Opera groups plead for funding and facilities

PUBLISHED : Monday, 08 May, 2006, 12:00am
UPDATED : Monday, 08 May, 2006, 12:00am

Cantonese opera groups will meet the convenor of the advisory group for the tourism and performing arts facilities of the West Kowloon cultural district project tomorrow to discuss concerns over funding and facilities for training and performances.

Since the list of members of Selina Chow Liang Shuk-yee's advisory group was announced last month, Cantonese opera groups have complained about under-representation in the project.

The 18-member advisory group is part of the 67-strong consultative committee headed by Chief Secretary Rafael Hui Si-yan to rethink the West Kowloon development.

There is only one Cantonese opera representative in Mrs Chow's group, Stephen Chow Chun-kay, the Cantonese Opera Advisory Committee chairman, who has never worked in the field.The government had announced the addition of Cantonese opera experts to the committee, but Dr Chow remains chairman, despite criticism of his professional knowledge.

Chan Kim-sing, chairwoman of the Chinese Artists Association of Hong Kong, said they did not have high expectations that their voices would be heard at tomorrow's meeting.

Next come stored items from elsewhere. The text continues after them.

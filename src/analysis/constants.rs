//! Constant expression detection.
//!
//! An expression is constant when it can be evaluated at compile time with
//! no runtime input and no side effect. The folding pass replaces every
//! flagged node with a literal, so this analysis never flags a node that is
//! already in literal form; that keeps folding idempotent.
//!
//! Three kinds of names can appear inside a constant expression:
//!
//! - module-level names bound exactly once to a constant and never mutated
//!   anywhere in the module ("global constants");
//! - targets of an enclosing comprehension over a constant iterable;
//! - top-level functions, when called, if they are pure and read nothing but
//!   their own locals, global constants, table builtins and other such
//!   functions ("foldable functions").
//!
//! Function locals shadow global constants.

use std::collections::{BTreeMap, BTreeSet};

use rayon::prelude::*;
use rustc_hash::FxHashSet;

use crate::{
    analysis::{
        purity::PureExpressions,
        scope::{self, Callee, Resolver},
    },
    ast::{AstId, Expr, ExprKind, FunctionDef, Module, Stmt, StmtKind},
    eval::{Entry, ModuleTable},
};

/// Set of constant expressions that are not yet literals.
#[derive(Debug, Clone, Default)]
pub struct ConstantExpressions {
    exprs: FxHashSet<AstId>,
    globals: BTreeSet<String>,
}

impl ConstantExpressions {
    /// Computes the constant expressions of a module.
    #[must_use]
    pub fn compute(module: &Module, table: &ModuleTable) -> Self {
        let purity = PureExpressions::compute(module, table);
        let ctx = ModuleContext::new(module, table, &purity);

        let candidates = ctx.global_candidates(module);
        let mut globals = candidates.clone();
        let mut foldable = ctx.foldable_functions(module, &globals);
        for _ in 0..=candidates.len() {
            let next = ctx.top_level(module, &candidates, &foldable, &mut Vec::new());
            if next == globals {
                break;
            }
            globals = next;
            foldable = ctx.foldable_functions(module, &globals);
        }

        let mut flagged = Vec::new();
        ctx.top_level(module, &candidates, &foldable, &mut flagged);
        let mut exprs: FxHashSet<AstId> = flagged.into_iter().collect();

        let defs: Vec<&FunctionDef> = module.functions().map(|(_, def)| def).collect();
        let per_function: Vec<Vec<AstId>> = defs
            .par_iter()
            .map(|def| {
                let locals = scope::function_locals(def);
                let classifier = Classifier {
                    resolver: Resolver::function(table, &ctx.names, &ctx.module_stored, def),
                    locals: &locals,
                    globals: &globals,
                    foldable: &foldable,
                };
                let mut out = Vec::new();
                classifier.block(&def.body, &mut out);
                out
            })
            .collect();
        for ids in per_function {
            exprs.extend(ids);
        }

        ConstantExpressions { exprs, globals }
    }

    /// Returns `true` if the expression is a foldable constant.
    #[must_use]
    pub fn contains(&self, id: AstId) -> bool {
        self.exprs.contains(&id)
    }

    /// Returns `true` if `name` is a module-level constant.
    #[must_use]
    pub fn is_global_constant(&self, name: &str) -> bool {
        self.globals.contains(name)
    }

    /// Number of flagged expressions.
    #[must_use]
    pub fn len(&self) -> usize {
        self.exprs.len()
    }

    /// Returns `true` if nothing is foldable.
    #[must_use]
    pub fn is_empty(&self) -> bool {
        self.exprs.is_empty()
    }
}

struct ModuleContext<'a> {
    table: &'a ModuleTable,
    purity: &'a PureExpressions,
    names: BTreeSet<String>,
    module_stored: BTreeSet<String>,
}
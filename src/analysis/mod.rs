//! Static analyses consumed by the optimization passes.
//!
//! Every analysis is a pure function of an immutable tree snapshot. The
//! scheduler computes the kinds a pass declares, hands them over in an
//! [`Analyses`] bundle and throws them away as soon as any pass changes the
//! tree. Nothing in here mutates the tree or a previously computed result.
//!
//! # Architecture
//!
//! - [`ConstantExpressions`] - closed, pure and evaluable subtrees
//! - [`UseDefChains`] - per-function reaching-definition graphs
//! - [`Laziness`] - how often a definition's value is consumed
//! - [`PureExpressions`] - subtrees without observable side effects
//! - [`Literals`] - variables bound only to immutable literals
//! - [`SubtreeMetrics`] - node counts and loop-control predicates
//! - [`PotentialIterators`] - values iterated exactly once where produced
//!
//! An embedding compiler that already has some of these facts can implement
//! [`AnalysisProvider`] and feed them in instead of [`TreeAnalyzer`].
//!
//! # Usage
//!
//! ```rust
//! use midend::analysis::{AnalysisKind, AnalysisProvider, TreeAnalyzer};
//! use midend::ast::{BinOp, Expr, Module, Stmt};
//!
//! let sum = Expr::binop(Expr::int(1), BinOp::Add, Expr::int(3));
//! let id = sum.id;
//! let module = Module::new(vec![Stmt::function_def("foo", &[], vec![Stmt::ret(Some(sum))])]);
//!
//! let analyzer = TreeAnalyzer::default();
//! let facts = analyzer.compute(AnalysisKind::ConstantExpressions, &module)?;
//! assert_eq!(facts.kind(), AnalysisKind::ConstantExpressions);
//! # Ok::<(), midend::Error>(())
//! ```

mod constants;
mod iterators;
mod laziness;
mod literals;
mod metrics;
mod purity;
pub(crate) mod scope;
mod usedef;

use std::{collections::BTreeMap, sync::Arc};

use strum::{Display, EnumIter};

use crate::{ast::Module, eval::ModuleTable, Error, Result};

pub use constants::ConstantExpressions;
pub use iterators::PotentialIterators;
pub use laziness::{Laziness, Lazy};
pub use literals::Literals;
pub use metrics::SubtreeMetrics;
pub use purity::PureExpressions;
pub use usedef::{Action, FunctionChains, Occurrence, UseDefChain, UseDefChains};

/// Identifies one analysis.
#[derive(Debug, Clone, Copy, PartialEq, Eq, PartialOrd, Ord, Hash, Display, EnumIter)]
pub enum AnalysisKind {
    /// [`ConstantExpressions`]
    ConstantExpressions,
    /// [`UseDefChains`]
    UseDefChains,
    /// [`Laziness`]
    Laziness,
    /// [`PureExpressions`]
    PureExpressions,
    /// [`Literals`]
    Literals,
    /// [`SubtreeMetrics`]
    SubtreeMetrics,
    /// [`PotentialIterators`]
    PotentialIterators,
}

/// A computed fact table of any kind.
#[derive(Debug, Clone)]
pub enum AnalysisResult {
    /// Constant expression set
    ConstantExpressions(ConstantExpressions),
    /// Use-def chains
    UseDefChains(UseDefChains),
    /// Laziness metric
    Laziness(Laziness),
    /// Pure expression set
    PureExpressions(PureExpressions),
    /// Literal-bound variables
    Literals(Literals),
    /// Structural metrics
    SubtreeMetrics(SubtreeMetrics),
    /// Potential iterator set
    PotentialIterators(PotentialIterators),
}

impl AnalysisResult {
    /// The kind of fact table this is.
    #[must_use]
    pub fn kind(&self) -> AnalysisKind {
        match self {
            AnalysisResult::ConstantExpressions(_) => AnalysisKind::ConstantExpressions,
            AnalysisResult::UseDefChains(_) => AnalysisKind::UseDefChains,
            AnalysisResult::Laziness(_) => AnalysisKind::Laziness,
            AnalysisResult::PureExpressions(_) => AnalysisKind::PureExpressions,
            AnalysisResult::Literals(_) => AnalysisKind::Literals,
            AnalysisResult::SubtreeMetrics(_) => AnalysisKind::SubtreeMetrics,
            AnalysisResult::PotentialIterators(_) => AnalysisKind::PotentialIterators,
        }
    }
}

/// Computes analyses for a module.
///
/// Implementations must be deterministic for a given tree and must never
/// return a result of a different kind than requested; the scheduler rejects
/// such a result with [`Error::AnalysisMismatch`].
pub trait AnalysisProvider: Send + Sync {
    /// Computes the fact table of `kind` for `module`.
    ///
    /// # Errors
    ///
    /// Returns an error if the tree cannot be analyzed.
    fn compute(&self, kind: AnalysisKind, module: &Module) -> Result<AnalysisResult>;
}

/// The reference analyzer, computing every kind directly from the tree.
#[derive(Debug, Clone)]
pub struct TreeAnalyzer {
    table: Arc<ModuleTable>,
}

impl TreeAnalyzer {
    /// Creates an analyzer resolving builtins against `table`.
    #[must_use]
    pub fn new(table: Arc<ModuleTable>) -> Self {
        TreeAnalyzer { table }
    }
}

impl Default for TreeAnalyzer {
    fn default() -> Self {
        Self::new(Arc::new(ModuleTable::standard()))
    }
}

impl AnalysisProvider for TreeAnalyzer {
    fn compute(&self, kind: AnalysisKind, module: &Module) -> Result<AnalysisResult> {
        let table = self.table.as_ref();
        Ok(match kind {
            AnalysisKind::ConstantExpressions => {
                AnalysisResult::ConstantExpressions(ConstantExpressions::compute(module, table))
            }
            AnalysisKind::UseDefChains => {
                AnalysisResult::UseDefChains(UseDefChains::compute(module)?)
            }
            AnalysisKind::Laziness => AnalysisResult::Laziness(Laziness::compute(module, table)),
            AnalysisKind::PureExpressions => {
                AnalysisResult::PureExpressions(PureExpressions::compute(module, table))
            }
            AnalysisKind::Literals => AnalysisResult::Literals(Literals::compute(module)),
            AnalysisKind::SubtreeMetrics => AnalysisResult::SubtreeMetrics(SubtreeMetrics),
            AnalysisKind::PotentialIterators => {
                AnalysisResult::PotentialIterators(PotentialIterators::compute(module, table))
            }
        })
    }
}

/// The fact tables handed to one pass invocation.
///
/// Results are shared behind [`Arc`] so the scheduler can keep its cache and
/// hand out subsets without copying. Asking for a kind that is not present is
/// a pipeline bug and fails with [`Error::MissingAnalysis`].
#[derive(Debug, Clone, Default)]
pub struct Analyses {
    results: BTreeMap<AnalysisKind, Arc<AnalysisResult>>,
}

macro_rules! typed_accessor {
    ($(#[$doc:meta])* $fn_name:ident, $variant:ident, $ty:ty) => {
        $(#[$doc])*
        ///
        /// # Errors
        ///
        /// Returns [`Error::MissingAnalysis`] if the kind was not computed.
        pub fn $fn_name(&self) -> Result<&$ty> {
            match self.results.get(&AnalysisKind::$variant).map(Arc::as_ref) {
                Some(AnalysisResult::$variant(facts)) => Ok(facts),
                Some(other) => Err(Error::AnalysisMismatch {
                    expected: AnalysisKind::$variant,
                    found: other.kind(),
                }),
                None => Err(Error::MissingAnalysis(AnalysisKind::$variant)),
            }
        }
    };
}

impl Analyses {
    /// Creates an empty bundle.
    #[must_use]
    pub fn new() -> Self {
        Self::default()
    }

    /// Adds a result under its own kind, replacing any previous one.
    pub fn insert(&mut self, result: AnalysisResult) {
        self.results.insert(result.kind(), Arc::new(result));
    }

    /// Adds an already shared result.
    pub(crate) fn insert_shared(&mut self, result: Arc<AnalysisResult>) {
        self.results.insert(result.kind(), result);
    }

    /// Returns `true` if `kind` is present.
    #[must_use]
    pub fn contains(&self, kind: AnalysisKind) -> bool {
        self.results.contains_key(&kind)
    }

    /// The shared result for `kind`, if present.
    pub(crate) fn shared(&self, kind: AnalysisKind) -> Option<Arc<AnalysisResult>> {
        self.results.get(&kind).cloned()
    }

    /// Drops every result.
    pub fn clear(&mut self) {
        self.results.clear();
    }

    /// Number of results present.
    #[must_use]
    pub fn len(&self) -> usize {
        self.results.len()
    }

    /// Returns `true` if no result is present.
    #[must_use]
    pub fn is_empty(&self) -> bool {
        self.results.is_empty()
    }

    typed_accessor!(
        /// The constant expression set.
        constant_expressions,
        ConstantExpressions,
        ConstantExpressions
    );
    typed_accessor!(
        /// The use-def chains.
        use_def_chains,
        UseDefChains,
        UseDefChains
    );
    typed_accessor!(
        /// The laziness metric.
        laziness,
        Laziness,
        Laziness
    );
    typed_accessor!(
        /// The pure expression set.
        pure_expressions,
        PureExpressions,
        PureExpressions
    );
    typed_accessor!(
        /// The literal-bound variables.
        literals,
        Literals,
        Literals
    );
    typed_accessor!(
        /// The structural metrics.
        subtree_metrics,
        SubtreeMetrics,
        SubtreeMetrics
    );
    typed_accessor!(
        /// The potential iterator set.
        potential_iterators,
        PotentialIterators,
        PotentialIterators
    );
}

#[cfg(test)]
mod tests {
    use strum::IntoEnumIterator;

    use super::*;
    use crate::ast::Stmt;

    #[test]
    fn test_missing_analysis_names_kind() {
        let analyses = Analyses::new();
        match analyses.laziness() {
            Err(Error::MissingAnalysis(kind)) => assert_eq!(kind, AnalysisKind::Laziness),
            other => panic!("unexpected: {other:?}"),
        }
    }

    #[test]
    fn test_analyzer_computes_every_kind() {
        let module = Module::new(vec![Stmt::function_def("f", &[], vec![Stmt::pass()])]);
        let analyzer = TreeAnalyzer::default();
        let mut analyses = Analyses::new();
        for kind in AnalysisKind::iter() {
            let result = analyzer.compute(kind, &module).unwrap();
            assert_eq!(result.kind(), kind);
            analyses.insert(result);
        }
        assert_eq!(analyses.len(), AnalysisKind::iter().count());
        assert!(analyses.use_def_chains().is_ok());
        assert!(analyses.subtree_metrics().is_ok());

        analyses.clear();
        assert!(analyses.is_empty());
    }

    #[test]
    fn test_kind_display() {
        assert_eq!(AnalysisKind::UseDefChains.to_string(), "UseDefChains");
    }
}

'We have been talking about the same issues for years,' Ms Chan said. 'We have been unable to compete with government-subsidised art groups in renting venues for training or performance because of funding.'

For example, the association has to offer night-time lessons at the squash courts beside a park in Shamshuipo. There are no mirrors or iron bars for stretching exercises, and about 40 students, mostly female, have expressed concerns for their safety because the area is isolated.

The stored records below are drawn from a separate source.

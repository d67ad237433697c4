//! Compile-time evaluation of constant expressions.
//!
//! Constant folding needs to know the value of an expression before the
//! program runs. This module provides a small sandboxed interpreter for that:
//! it understands the expression vocabulary of [`crate::ast`], a closed table
//! of pure builtin functions ([`ModuleTable`]) and the top-level functions of
//! the module being optimized. Anything outside that sandbox (I/O, attribute
//! stores, unknown modules, method calls) is an [`EvalError`], which the
//! folding pass treats as "leave this node alone".
//!
//! # Key Components
//!
//! - [`Value`] - runtime values: numbers, strings and containers
//! - [`ModuleTable`] - the builtin namespace, passed in as configuration
//! - [`Environment`] - globals and callable functions prepared from a module
//! - [`Evaluator`] - evaluates one expression under [`EvalLimits`]
//! - [`to_node`] - converts a value back into a literal expression
//!
//! # Examples
//!
//! ```rust
//! use std::sync::Arc;
//! use midend::ast::{BinOp, Expr, Module};
//! use midend::eval::{to_node, EvalLimits, Environment, Evaluator, ModuleTable, Value, MAX_LEN};
//!
//! let module = Module::default();
//! let env = Environment::prepare(&module, Arc::new(ModuleTable::standard()), EvalLimits::default());
//!
//! let expr = Expr::binop(Expr::int(7), BinOp::FloorDiv, Expr::int(-2));
//! let value = Evaluator::new(&env, EvalLimits::default()).eval(&expr).unwrap();
//! assert_eq!(value, Value::Int(-4));
//! assert_eq!(to_node(&value, MAX_LEN).unwrap().to_string(), "-4");
//! ```

mod builtins;
mod convert;
mod env;
mod interp;
mod ops;
mod value;

use thiserror::Error;

pub use builtins::{BuiltinFn, Entry, ModuleTable};
pub use convert::{to_node, MAX_LEN};
pub use env::Environment;
pub use interp::Evaluator;
pub use ops::{binary, compare, unary};
pub use value::Value;

/// Why an expression could not be evaluated at compile time.
///
/// None of these are fatal: the folding pass logs them and keeps the original
/// subtree.
#[derive(Error, Debug, Clone, PartialEq)]
pub enum EvalError {
    /// An operation was applied to values of the wrong kind.
    #[error("type error: {0}")]
    Type(String),

    /// A value was of the right kind but out of the operation's domain.
    #[error("value error: {0}")]
    Value(String),

    /// Division or modulo by zero.
    #[error("division by zero")]
    ZeroDivision,

    /// Integer arithmetic left the 64-bit range.
    #[error("integer overflow")]
    Overflow,

    /// Sequence index out of range.
    #[error("index out of range")]
    Index,

    /// Missing mapping key.
    #[error("key not found: {0}")]
    Key(String),

    /// A name is not bound in any visible scope.
    #[error("name `{0}` is not defined")]
    Name(String),

    /// The expression references a module the table does not provide.
    #[error("module `{0}` is not available at compile time")]
    UnknownModule(String),

    /// The construct is outside the evaluation sandbox.
    #[error("unsupported: {0}")]
    Unsupported(String),

    /// A container grew past the evaluation cap.
    #[error("container of {0} elements exceeds the evaluation limit")]
    ContainerTooLarge(usize),

    /// The evaluation ran out of its step budget.
    #[error("evaluation step budget exhausted")]
    FuelExhausted,

    /// User function calls nested deeper than allowed.
    #[error("maximum recursion depth exceeded")]
    RecursionLimit,
}

/// Why a computed value could not be turned back into a literal node.
#[derive(Error, Debug, Clone, PartialEq)]
pub enum ConversionError {
    /// The value has no literal spelling (iterators, `None`).
    #[error("value of kind `{0}` has no literal form")]
    Unsupported(&'static str),

    /// A container is at or above the size cap.
    #[error("container of {len} elements is not below the cap of {max}")]
    TooLarge {
        /// Number of elements in the offending container
        len: usize,
        /// The cap it was checked against
        max: usize,
    },

    /// Infinities and NaN have no literal spelling.
    #[error("non-finite float has no literal form")]
    NonFinite,
}

/// Result of an evaluation step.
pub type EvalResult<T> = std::result::Result<T, EvalError>;

/// Resource bounds for a single evaluation.
#[derive(Debug, Clone, Copy, PartialEq, Eq)]
pub struct EvalLimits {
    /// Maximum number of expression and statement steps
    pub fuel: u64,
    /// Maximum nesting of user function calls
    pub max_depth: usize,
    /// Maximum length of a list, tuple, string or iterator
    pub max_items: usize,
    /// Maximum size of a set or mapping
    pub max_hashed: usize,
}

impl Default for EvalLimits {
    fn default() -> Self {
        EvalLimits {
            fuel: 100_000,
            max_depth: 64,
            max_items: 65_536,
            max_hashed: 4_096,
        }
    }
}

impl EvalLimits {
    /// Fails if a sequence of `len` elements would exceed the cap.
    ///
    /// # Errors
    ///
    /// Returns [`EvalError::ContainerTooLarge`] when `len > max_items`.
    pub fn check_items(&self, len: usize) -> EvalResult<()> {
        if len > self.max_items {
            Err(EvalError::ContainerTooLarge(len))
        } else {
            Ok(())
        }
    }

    /// Fails if a set or mapping of `len` entries would exceed the cap.
    ///
    /// # Errors
    ///
    /// Returns [`EvalError::ContainerTooLarge`] when `len > max_hashed`.
    pub fn check_hashed(&self, len: usize) -> EvalResult<()> {
        if len > self.max_hashed {
            Err(EvalError::ContainerTooLarge(len))
        } else {
            Ok(())
        }
    }
}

'We need proper places for our students, and our audiences,' Ms Chan said.

Mrs Chow said the opera groups should not use her advisory group to air their grievances with the government's policies.

'We have always recognised the importance of Cantonese opera to the arts and cultural development of Hong Kong,' Mrs Chow said. 'However, we are not in the position to change any government policies which may have affected the development of Cantonese opera.

'We have already understood the needs and concerns of Cantonese opera [within the West Kowloon project], and we will try to cater for them.'

She said that a statutory authority, which would be established to oversee the project's operation, should be responsible for the selection of content.

'Such decisions can't be made by a government department because it has its hands tied with rules and policies ... It can't apply any commercial or artistic judgment,' she said.

'The [statutory] authority should be artistically accountable. Sometimes you have to stick your neck out and make decisions which may not seem commercially sound.'

The advisory group is to report to the chief executive by the end of this year.